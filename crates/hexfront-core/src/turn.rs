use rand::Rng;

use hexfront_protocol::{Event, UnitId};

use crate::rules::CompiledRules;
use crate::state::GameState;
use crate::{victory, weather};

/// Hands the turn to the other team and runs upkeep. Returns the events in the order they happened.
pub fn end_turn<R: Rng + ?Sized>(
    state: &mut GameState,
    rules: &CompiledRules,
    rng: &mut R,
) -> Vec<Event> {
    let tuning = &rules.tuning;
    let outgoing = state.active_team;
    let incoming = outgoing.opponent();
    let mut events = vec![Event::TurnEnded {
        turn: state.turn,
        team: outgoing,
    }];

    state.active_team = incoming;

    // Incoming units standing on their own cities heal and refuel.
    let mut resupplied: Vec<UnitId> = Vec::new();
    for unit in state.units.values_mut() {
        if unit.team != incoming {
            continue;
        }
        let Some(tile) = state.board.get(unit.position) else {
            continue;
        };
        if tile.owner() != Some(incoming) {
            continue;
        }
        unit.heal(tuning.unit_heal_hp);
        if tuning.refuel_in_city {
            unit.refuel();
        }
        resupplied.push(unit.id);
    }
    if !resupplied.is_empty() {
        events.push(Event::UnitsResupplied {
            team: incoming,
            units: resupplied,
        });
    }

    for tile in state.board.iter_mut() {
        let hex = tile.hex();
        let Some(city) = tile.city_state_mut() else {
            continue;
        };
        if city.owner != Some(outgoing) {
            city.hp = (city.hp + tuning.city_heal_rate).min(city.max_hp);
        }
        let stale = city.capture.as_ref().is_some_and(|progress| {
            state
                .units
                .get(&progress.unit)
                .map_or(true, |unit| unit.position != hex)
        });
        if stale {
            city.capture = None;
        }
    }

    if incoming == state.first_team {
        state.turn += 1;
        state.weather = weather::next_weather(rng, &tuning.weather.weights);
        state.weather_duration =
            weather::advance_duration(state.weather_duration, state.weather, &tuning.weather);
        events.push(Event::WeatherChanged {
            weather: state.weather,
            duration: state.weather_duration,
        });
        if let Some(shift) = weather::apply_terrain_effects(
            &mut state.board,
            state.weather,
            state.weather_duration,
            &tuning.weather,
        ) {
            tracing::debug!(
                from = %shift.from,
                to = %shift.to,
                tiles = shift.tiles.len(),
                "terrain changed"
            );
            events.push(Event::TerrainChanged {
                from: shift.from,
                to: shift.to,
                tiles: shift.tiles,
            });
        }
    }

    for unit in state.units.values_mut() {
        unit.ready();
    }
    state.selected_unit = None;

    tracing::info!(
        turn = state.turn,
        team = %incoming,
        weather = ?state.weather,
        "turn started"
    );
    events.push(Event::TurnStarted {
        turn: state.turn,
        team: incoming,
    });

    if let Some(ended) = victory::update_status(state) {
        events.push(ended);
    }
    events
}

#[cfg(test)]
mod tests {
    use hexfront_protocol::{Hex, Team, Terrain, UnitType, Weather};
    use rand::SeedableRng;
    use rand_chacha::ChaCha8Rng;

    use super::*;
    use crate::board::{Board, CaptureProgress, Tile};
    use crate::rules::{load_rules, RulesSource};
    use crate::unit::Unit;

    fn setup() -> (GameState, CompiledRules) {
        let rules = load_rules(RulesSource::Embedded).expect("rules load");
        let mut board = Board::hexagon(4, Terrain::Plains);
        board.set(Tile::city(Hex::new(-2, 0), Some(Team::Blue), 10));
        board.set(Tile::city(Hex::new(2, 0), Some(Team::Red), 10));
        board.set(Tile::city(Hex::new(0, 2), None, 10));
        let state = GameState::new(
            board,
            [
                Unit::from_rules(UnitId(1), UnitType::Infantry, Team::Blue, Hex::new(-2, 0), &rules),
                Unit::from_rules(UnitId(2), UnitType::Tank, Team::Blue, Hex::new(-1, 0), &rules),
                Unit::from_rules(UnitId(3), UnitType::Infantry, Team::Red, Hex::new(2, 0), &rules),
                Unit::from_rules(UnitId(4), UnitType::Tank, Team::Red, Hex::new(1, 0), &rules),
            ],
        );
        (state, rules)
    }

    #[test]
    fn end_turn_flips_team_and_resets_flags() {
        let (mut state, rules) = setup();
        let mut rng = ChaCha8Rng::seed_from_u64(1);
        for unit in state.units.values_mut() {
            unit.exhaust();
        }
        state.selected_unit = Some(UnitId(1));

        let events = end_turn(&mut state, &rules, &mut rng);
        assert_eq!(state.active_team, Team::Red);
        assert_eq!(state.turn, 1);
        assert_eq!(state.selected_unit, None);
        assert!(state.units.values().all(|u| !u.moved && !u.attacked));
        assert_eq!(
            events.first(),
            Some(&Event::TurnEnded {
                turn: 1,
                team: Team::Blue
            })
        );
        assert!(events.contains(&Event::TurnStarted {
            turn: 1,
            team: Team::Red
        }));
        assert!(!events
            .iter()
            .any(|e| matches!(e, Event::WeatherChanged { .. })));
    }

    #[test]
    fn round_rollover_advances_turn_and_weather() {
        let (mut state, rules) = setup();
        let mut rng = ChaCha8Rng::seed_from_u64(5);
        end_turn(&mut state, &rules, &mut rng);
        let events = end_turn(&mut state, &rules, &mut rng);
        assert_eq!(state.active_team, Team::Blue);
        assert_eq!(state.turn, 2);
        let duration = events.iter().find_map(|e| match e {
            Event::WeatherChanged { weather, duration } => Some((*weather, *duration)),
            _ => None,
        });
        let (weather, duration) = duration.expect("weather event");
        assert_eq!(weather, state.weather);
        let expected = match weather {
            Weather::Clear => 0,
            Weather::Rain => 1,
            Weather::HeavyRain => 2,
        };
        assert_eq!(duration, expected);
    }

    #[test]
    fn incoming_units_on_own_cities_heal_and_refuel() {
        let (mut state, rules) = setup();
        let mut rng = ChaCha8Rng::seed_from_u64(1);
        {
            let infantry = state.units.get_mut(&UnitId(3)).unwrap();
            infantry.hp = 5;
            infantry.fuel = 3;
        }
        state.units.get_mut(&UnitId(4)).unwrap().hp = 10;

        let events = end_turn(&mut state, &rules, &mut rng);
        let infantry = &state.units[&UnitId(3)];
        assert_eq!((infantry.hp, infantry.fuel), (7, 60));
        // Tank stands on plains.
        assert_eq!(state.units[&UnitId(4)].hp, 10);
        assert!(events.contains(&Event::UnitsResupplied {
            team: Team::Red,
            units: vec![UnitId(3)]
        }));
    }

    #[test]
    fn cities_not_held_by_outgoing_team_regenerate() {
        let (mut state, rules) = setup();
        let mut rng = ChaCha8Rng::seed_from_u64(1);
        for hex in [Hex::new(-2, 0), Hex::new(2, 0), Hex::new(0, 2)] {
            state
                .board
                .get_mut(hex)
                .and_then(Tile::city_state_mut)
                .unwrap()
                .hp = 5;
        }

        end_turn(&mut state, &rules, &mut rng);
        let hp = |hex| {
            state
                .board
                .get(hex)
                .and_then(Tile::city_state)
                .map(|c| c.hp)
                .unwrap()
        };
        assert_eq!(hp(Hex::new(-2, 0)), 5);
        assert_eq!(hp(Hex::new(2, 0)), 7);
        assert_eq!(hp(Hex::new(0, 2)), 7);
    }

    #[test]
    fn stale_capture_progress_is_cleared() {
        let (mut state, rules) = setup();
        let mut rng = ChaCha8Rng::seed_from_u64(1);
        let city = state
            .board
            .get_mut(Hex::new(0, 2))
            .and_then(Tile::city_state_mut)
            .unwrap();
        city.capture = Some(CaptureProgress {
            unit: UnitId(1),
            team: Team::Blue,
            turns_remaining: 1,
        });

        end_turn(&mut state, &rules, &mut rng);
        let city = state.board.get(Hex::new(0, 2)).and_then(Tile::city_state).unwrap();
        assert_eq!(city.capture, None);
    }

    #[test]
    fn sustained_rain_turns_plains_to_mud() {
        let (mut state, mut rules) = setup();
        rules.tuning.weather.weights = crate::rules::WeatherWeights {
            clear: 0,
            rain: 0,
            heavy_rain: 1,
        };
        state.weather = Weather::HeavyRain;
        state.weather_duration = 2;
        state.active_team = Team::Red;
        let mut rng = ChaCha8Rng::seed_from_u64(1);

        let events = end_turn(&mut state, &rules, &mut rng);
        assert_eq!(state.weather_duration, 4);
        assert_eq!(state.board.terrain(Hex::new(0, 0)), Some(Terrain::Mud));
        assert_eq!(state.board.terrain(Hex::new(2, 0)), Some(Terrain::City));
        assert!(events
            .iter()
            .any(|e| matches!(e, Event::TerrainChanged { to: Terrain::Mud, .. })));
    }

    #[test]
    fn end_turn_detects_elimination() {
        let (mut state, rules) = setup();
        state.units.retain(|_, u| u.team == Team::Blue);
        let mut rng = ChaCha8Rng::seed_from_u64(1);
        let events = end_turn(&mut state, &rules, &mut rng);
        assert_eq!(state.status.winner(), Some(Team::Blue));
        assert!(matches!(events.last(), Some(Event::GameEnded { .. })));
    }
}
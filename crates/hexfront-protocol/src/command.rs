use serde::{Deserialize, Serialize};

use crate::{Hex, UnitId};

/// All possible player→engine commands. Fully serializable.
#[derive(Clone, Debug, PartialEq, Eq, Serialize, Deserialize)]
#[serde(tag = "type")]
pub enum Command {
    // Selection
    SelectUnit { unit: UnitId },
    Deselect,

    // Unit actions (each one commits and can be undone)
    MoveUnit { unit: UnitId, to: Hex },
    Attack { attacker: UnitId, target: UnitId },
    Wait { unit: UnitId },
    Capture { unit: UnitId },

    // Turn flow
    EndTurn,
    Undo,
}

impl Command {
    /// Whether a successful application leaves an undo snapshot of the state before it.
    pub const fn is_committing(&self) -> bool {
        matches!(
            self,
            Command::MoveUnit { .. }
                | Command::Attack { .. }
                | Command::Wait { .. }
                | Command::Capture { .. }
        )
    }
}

---

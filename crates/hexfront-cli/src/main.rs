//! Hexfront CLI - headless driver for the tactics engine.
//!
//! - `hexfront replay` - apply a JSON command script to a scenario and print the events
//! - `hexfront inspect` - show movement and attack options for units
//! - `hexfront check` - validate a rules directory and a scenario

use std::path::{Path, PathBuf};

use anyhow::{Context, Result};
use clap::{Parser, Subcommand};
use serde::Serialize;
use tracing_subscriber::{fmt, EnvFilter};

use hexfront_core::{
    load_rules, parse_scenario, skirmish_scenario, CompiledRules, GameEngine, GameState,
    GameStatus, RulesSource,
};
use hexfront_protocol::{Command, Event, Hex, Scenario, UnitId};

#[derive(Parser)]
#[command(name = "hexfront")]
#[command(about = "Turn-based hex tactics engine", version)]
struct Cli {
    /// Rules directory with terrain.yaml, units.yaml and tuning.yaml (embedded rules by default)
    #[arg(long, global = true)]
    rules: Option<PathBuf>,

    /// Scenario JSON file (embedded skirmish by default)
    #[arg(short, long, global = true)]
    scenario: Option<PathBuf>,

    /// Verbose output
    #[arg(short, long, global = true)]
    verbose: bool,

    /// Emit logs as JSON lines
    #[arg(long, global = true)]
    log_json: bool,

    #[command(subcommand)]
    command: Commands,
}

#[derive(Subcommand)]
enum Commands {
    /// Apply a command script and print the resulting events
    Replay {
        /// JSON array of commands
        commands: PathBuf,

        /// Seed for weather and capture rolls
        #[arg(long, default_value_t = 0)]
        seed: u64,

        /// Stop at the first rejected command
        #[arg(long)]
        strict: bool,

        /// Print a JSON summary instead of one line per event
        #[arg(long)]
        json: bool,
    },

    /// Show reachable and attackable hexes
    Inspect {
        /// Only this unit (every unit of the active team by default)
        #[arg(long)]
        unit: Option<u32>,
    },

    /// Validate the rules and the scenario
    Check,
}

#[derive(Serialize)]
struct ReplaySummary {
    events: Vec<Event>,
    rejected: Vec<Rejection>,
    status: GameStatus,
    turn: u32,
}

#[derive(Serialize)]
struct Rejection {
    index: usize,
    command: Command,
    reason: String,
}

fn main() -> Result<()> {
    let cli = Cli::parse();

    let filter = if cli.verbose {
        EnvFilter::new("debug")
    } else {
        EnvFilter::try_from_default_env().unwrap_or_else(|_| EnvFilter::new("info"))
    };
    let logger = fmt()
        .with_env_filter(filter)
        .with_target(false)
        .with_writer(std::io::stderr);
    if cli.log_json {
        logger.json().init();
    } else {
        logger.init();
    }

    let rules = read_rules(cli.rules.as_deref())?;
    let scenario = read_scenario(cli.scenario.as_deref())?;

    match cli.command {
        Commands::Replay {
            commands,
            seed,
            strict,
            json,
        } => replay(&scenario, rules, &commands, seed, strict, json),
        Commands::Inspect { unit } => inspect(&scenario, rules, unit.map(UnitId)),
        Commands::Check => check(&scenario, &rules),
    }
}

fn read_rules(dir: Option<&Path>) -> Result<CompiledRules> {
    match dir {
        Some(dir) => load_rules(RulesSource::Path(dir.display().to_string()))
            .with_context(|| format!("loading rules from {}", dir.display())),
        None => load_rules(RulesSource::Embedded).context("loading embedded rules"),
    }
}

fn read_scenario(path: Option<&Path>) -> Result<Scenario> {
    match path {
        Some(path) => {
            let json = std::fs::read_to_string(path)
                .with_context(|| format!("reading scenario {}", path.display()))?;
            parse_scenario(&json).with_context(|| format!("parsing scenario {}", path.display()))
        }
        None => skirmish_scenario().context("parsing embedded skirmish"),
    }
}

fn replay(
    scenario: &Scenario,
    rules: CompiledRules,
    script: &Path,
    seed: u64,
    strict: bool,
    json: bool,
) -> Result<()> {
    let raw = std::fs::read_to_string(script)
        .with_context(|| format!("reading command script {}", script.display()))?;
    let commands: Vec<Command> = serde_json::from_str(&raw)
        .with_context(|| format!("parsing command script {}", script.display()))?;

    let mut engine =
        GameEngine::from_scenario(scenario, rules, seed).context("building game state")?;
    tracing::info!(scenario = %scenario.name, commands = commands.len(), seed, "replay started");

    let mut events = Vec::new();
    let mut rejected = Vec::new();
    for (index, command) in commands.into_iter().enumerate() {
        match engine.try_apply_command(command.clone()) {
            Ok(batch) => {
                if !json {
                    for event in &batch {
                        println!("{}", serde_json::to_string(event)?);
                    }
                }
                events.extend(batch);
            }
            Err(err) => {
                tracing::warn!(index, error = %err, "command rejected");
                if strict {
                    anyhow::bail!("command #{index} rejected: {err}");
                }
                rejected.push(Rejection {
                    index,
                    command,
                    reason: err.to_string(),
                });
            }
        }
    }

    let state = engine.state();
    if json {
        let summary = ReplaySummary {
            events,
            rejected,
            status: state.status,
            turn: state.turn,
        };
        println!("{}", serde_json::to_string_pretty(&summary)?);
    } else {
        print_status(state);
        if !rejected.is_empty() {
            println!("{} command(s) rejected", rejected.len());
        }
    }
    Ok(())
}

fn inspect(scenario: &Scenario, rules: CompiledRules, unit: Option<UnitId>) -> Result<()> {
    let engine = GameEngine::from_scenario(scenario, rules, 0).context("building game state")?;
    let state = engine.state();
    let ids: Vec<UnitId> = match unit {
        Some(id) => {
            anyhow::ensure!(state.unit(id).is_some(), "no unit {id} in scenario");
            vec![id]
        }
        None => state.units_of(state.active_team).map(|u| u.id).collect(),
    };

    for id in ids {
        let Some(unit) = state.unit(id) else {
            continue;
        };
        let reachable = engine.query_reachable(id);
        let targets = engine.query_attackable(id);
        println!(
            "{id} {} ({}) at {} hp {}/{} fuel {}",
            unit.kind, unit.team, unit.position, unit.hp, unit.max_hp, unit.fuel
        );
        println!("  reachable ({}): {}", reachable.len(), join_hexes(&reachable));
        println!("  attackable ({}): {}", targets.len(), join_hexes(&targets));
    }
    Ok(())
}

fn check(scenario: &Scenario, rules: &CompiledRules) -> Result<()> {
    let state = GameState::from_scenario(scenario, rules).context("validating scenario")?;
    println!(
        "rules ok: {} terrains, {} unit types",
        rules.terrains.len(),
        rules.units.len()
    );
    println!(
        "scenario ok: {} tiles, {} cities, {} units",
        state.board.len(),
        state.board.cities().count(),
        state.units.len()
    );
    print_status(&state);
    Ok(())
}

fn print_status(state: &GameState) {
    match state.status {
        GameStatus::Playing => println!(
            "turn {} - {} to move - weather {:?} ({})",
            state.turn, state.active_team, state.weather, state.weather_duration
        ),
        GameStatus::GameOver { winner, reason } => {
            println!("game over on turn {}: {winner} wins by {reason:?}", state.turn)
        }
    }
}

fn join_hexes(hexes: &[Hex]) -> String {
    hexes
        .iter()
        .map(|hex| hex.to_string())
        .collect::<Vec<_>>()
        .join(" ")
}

TRY IT:
Where a line above contains the string "None", copy that line.

RESPONSE FOR THIS EXERCISE:
            city.capture = None;
    state.selected_unit = None;
        board.set(Tile::city(Hex::new(0, 2), None, 10));
        assert_eq!(state.selected_unit, None);
            _ => None,
        assert_eq!(city.capture, None);
        None => load_rules(RulesSource::Embedded).context("loading embedded rules"),
        None => skirmish_scenario().context("parsing embedded skirmish"),
        None => state.units_of(state.active_team).map(|u| u.id).collect(),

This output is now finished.